Work instructions - Each record beneath this line should be returned exactly as it is.

Data entries:

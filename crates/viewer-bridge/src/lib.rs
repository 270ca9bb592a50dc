//! JSON message bridge between the viewer page and the picking session.

pub mod bridge_state;
pub mod dispatch;
pub mod messages;

#[cfg(target_arch = "wasm32")]
pub mod wasm_api;

pub use bridge_state::{BridgeError, BridgeState};
pub use dispatch::{dispatch, process_json};
pub use messages::{UiToViewer, ViewerToUi};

The answer -
filename crates/viewer-bridge/src/lib.rs
repository 270ca9bb592a50dc
//! JSON message bridge between the viewer page and the picking session.

pub mod bridge_state;
pub mod dispatch;
pub mod messages;

#[cfg(target_arch = "wasm32")]
pub mod wasm_api;

pub use bridge_state::{BridgeError, BridgeState};
pub use dispatch::{dispatch, process_json};
pub use messages::{UiToViewer, ViewerToUi};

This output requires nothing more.